Вовка держался за разбитую губу, тяжелым взглядом осматривая присутствующих. Запоминал.
– Уходи, – тихо произнес Женька, специально встав между Настиной кроватью и столом. Если Вовка сделает шаг мимо двери, он его не пропустит.
– Ты об этом пожалеешь, – выдавил из себя Толмачев.
– Как бы тебе не пожалеть, – хорохорился Женька, но вид при этом имел не победителя, а побежденного.
Вовка ухмыльнулся. Обыкновенно так. Как обычно это делал. Подвигал челюстью, проверяя себя на наличие увечий. Николай Сергеевич растерянно потер кулак. Толмачев вышел. Слышно было, как он отпирает дверь корпуса и тихо прикрывает ее за собой.
– Это не Вовка, – прошептала Настя, справившись с дрожью и ровнее садясь на кровати.
– Ладно, – одним словом сворачивая возможные обсуждения, произнес Николай Сергеевич. – Поздно уже. Нат, глянь, никто не проснулся?
Цветкова покорно вышла из комнаты. Все, что нужно, она узнает чуть позже.
Настю передернуло запоздалой реакцией на испуг.
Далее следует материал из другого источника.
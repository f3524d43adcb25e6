//! Domain errors for the RAG pipeline.

use std::path::PathBuf;
use thiserror::Error;

/// Errors raised by the chunker, the collaborators and the orchestrator.
#[derive(Debug, Error)]
pub enum RagError {
    #[error("File not found: {}", .0.display())]
    NotFound(PathBuf),

    #[error("Unsupported file type for {}: {reason}", path.display())]
    UnsupportedFormat { path: PathBuf, reason: String },

    #[error("Invalid argument: {0}")]
    InvalidArgument(String),

    #[error("Invalid input: {0}")]
    InvalidInput(String),

    #[error(
        "Length mismatch: {documents} documents, {embeddings} embeddings, {metadatas} metadatas{}",
        format_ids(.ids)
    )]
    LengthMismatch {
        documents: usize,
        embeddings: usize,
        metadatas: usize,
        ids: Option<usize>,
    },

    #[error("Collaborator failure: {0}")]
    Collaborator(String),

    #[error("I/O error: {0}")]
    Io(#[from] std::io::Error),
}

fn format_ids(ids: &Option<usize>) -> String {
    ids.map(|n| format!(", {n} ids")).unwrap_or_default()
}

pub type RagResult<T> = Result<T, RagError>;

impl RagError {
    /// Wrap any displayable collaborator error.
    pub fn collaborator(err: impl std::fmt::Display) -> Self {
        Self::Collaborator(err.to_string())
    }
}

impl From<sqlx::Error> for RagError {
    fn from(err: sqlx::Error) -> Self {
        Self::Collaborator(format!("database: {err}"))
    }
}

impl From<serde_json::Error> for RagError {
    fn from(err: serde_json::Error) -> Self {
        Self::Collaborator(format!("serialization: {err}"))
    }
}

impl From<tokio::task::JoinError> for RagError {
    fn from(err: tokio::task::JoinError) -> Self {
        Self::Collaborator(format!("worker task failed: {err}"))
    }
}
pub mod chunking;
pub mod config;
pub mod embedding;
pub mod ingest;

pub use chunking::{
    normalize_tags, ChunkMetadata, IngestOptions, Source, DEFAULT_CHUNK_OVERLAP,
    STRING_INPUT_SOURCE,
};
pub use config::{ChunkingConfig, Config, DatabaseConfig, EmbeddingConfig, LoggingConfig};
pub use embedding::{EmbeddingBackend, Metadata, MetadataValue, QueryResult, ScoredRecord};
pub use ingest::{BatchIngestReport, FailedIngest, IngestOutcome, IngestReport, NOT_A_FILE};
//! Logging infrastructure
//!
//! Structured logging using tracing and tracing-subscriber:
//! - Pretty or JSON output on stderr (stdout carries command output and MCP traffic)
//! - Optional rotating JSON log files
pub mod config;
pub mod logger;

pub use config::{LogConfig, LogFormat, RotationPolicy};
pub use logger::LoggerImpl;
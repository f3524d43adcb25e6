//! Adapters for external systems: SQLite storage and the MCP stdio surface.

pub mod mcp;
pub mod sqlite;
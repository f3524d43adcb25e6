//! Ingestion outcomes

use serde::{Deserialize, Serialize};

/// Summary of one successful ingest call.
#[derive(Debug, Clone, PartialEq, Eq, Serialize, Deserialize)]
pub struct IngestReport {
    pub source: String,
    pub chunks_ingested: usize,
    pub effective_chunk_size: usize,
    pub ids: Vec<String>,
}

impl IngestReport {
    pub fn empty(source: String, effective_chunk_size: usize) -> Self {
        Self {
            source,
            chunks_ingested: 0,
            effective_chunk_size,
            ids: Vec::new(),
        }
    }
}

/// Per-item result of a batch ingest.
#[derive(Debug, Clone, PartialEq, Eq)]
pub enum IngestOutcome {
    Succeeded(IngestReport),
    Skipped { source: String, reason: String },
    Failed { source: String, reason: String },
}

/// Reason recorded for glob matches that are not regular files.
pub const NOT_A_FILE: &str = "not a file";

/// Aggregated result of [`ingest_many`](crate::services::RagService::ingest_many).
///
/// Both lists are in processing order.
#[derive(Debug, Clone, Default, PartialEq, Eq, Serialize, Deserialize)]
pub struct BatchIngestReport {
    pub succeeded: Vec<String>,
    pub failed: Vec<FailedIngest>,
}

/// A source that was skipped or failed, with the reason.
#[derive(Debug, Clone, PartialEq, Eq, Serialize, Deserialize)]
pub struct FailedIngest {
    pub source: String,
    pub reason: String,
    /// True when the source was never attempted (e.g. a directory match).
    #[serde(default)]
    pub skipped: bool,
}

impl BatchIngestReport {
    pub fn record(&mut self, outcome: IngestOutcome) {
        match outcome {
            IngestOutcome::Succeeded(report) => self.succeeded.push(report.source),
            IngestOutcome::Skipped { source, reason } => self.failed.push(FailedIngest {
                source,
                reason,
                skipped: true,
            }),
            IngestOutcome::Failed { source, reason } => self.failed.push(FailedIngest {
                source,
                reason,
                skipped: false,
            }),
        }
    }

    pub fn is_empty(&self) -> bool {
        self.succeeded.is_empty() && self.failed.is_empty()
    }

    /// Human-readable summary shared by the CLI and the tool server.
    pub fn summary(&self) -> String {
        let mut message = format!(
            "Ingestion complete. Successfully ingested {} file(s).",
            self.succeeded.len()
        );
        if !self.succeeded.is_empty() {
            message.push_str("\nIngested: ");
            message.push_str(&self.succeeded.join(", "));
        }
        if !self.failed.is_empty() {
            let failed: Vec<String> = self
                .failed
                .iter()
                .map(|f| {
                    if f.skipped {
                        format!("{} (Skipped: {})", f.source, capitalize(&f.reason))
                    } else {
                        format!("{} (Error: {})", f.source, f.reason)
                    }
                })
                .collect();
            message.push_str("\nSkipped/Failed: ");
            message.push_str(&failed.join(", "));
        }
        message
    }
}

impl FromIterator<IngestOutcome> for BatchIngestReport {
    fn from_iter<T: IntoIterator<Item = IngestOutcome>>(iter: T) -> Self {
        let mut report = Self::default();
        for outcome in iter {
            report.record(outcome);
        }
        report
    }
}

fn capitalize(s: &str) -> String {
    let mut chars = s.chars();
    chars.next().map_or_else(String::new, |first| {
        first.to_uppercase().chain(chars).collect()
    })
}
Ермишкин не смотрел на нее. Стоял, хмуро уставившись себе под ноги, пытался уложить сегодняшнее событие в своей голове.
– Женя, – жалобно позвала Настя.
– Сейчас приду.
На прямых ногах вожатый подошел к окну и вывалился в дождливую темноту. На Настю сквозняком дохнуло могильной сыростью размытой почвы. От запаха неприятные мурашки пробежали по спине.
– Дверь закрой, – донеслось из ночи.